The lines needed are those below that contain the word "body"; copy each one.
*** Begin section ***
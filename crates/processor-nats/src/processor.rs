use crate::consumer::MessageHandler;
use processor_domain::JobPipeline;
use std::sync::Arc;

/// Create a [`MessageHandler`] that routes each delivery through the
/// pipeline orchestrator
///
/// The pipeline returns a disposition instead of touching the queue, so
/// this adapter stays a thin closure.
pub fn create_pipeline_handler(pipeline: Arc<JobPipeline>) -> MessageHandler {
    Box::new(move |body, delivery| {
        let pipeline = Arc::clone(&pipeline);
        Box::pin(async move { pipeline.handle_message(&body, delivery).await })
    })
}

// Unit tests for the handler need real NATS Message objects, which require
// a live connection; end-to-end behavior is covered by the pipeline
// scenario tests in processor-domain.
*** End section ***
**Completed task:**
    Box::new(move |body, delivery| {
        Box::pin(async move { pipeline.handle_message(&body, delivery).await })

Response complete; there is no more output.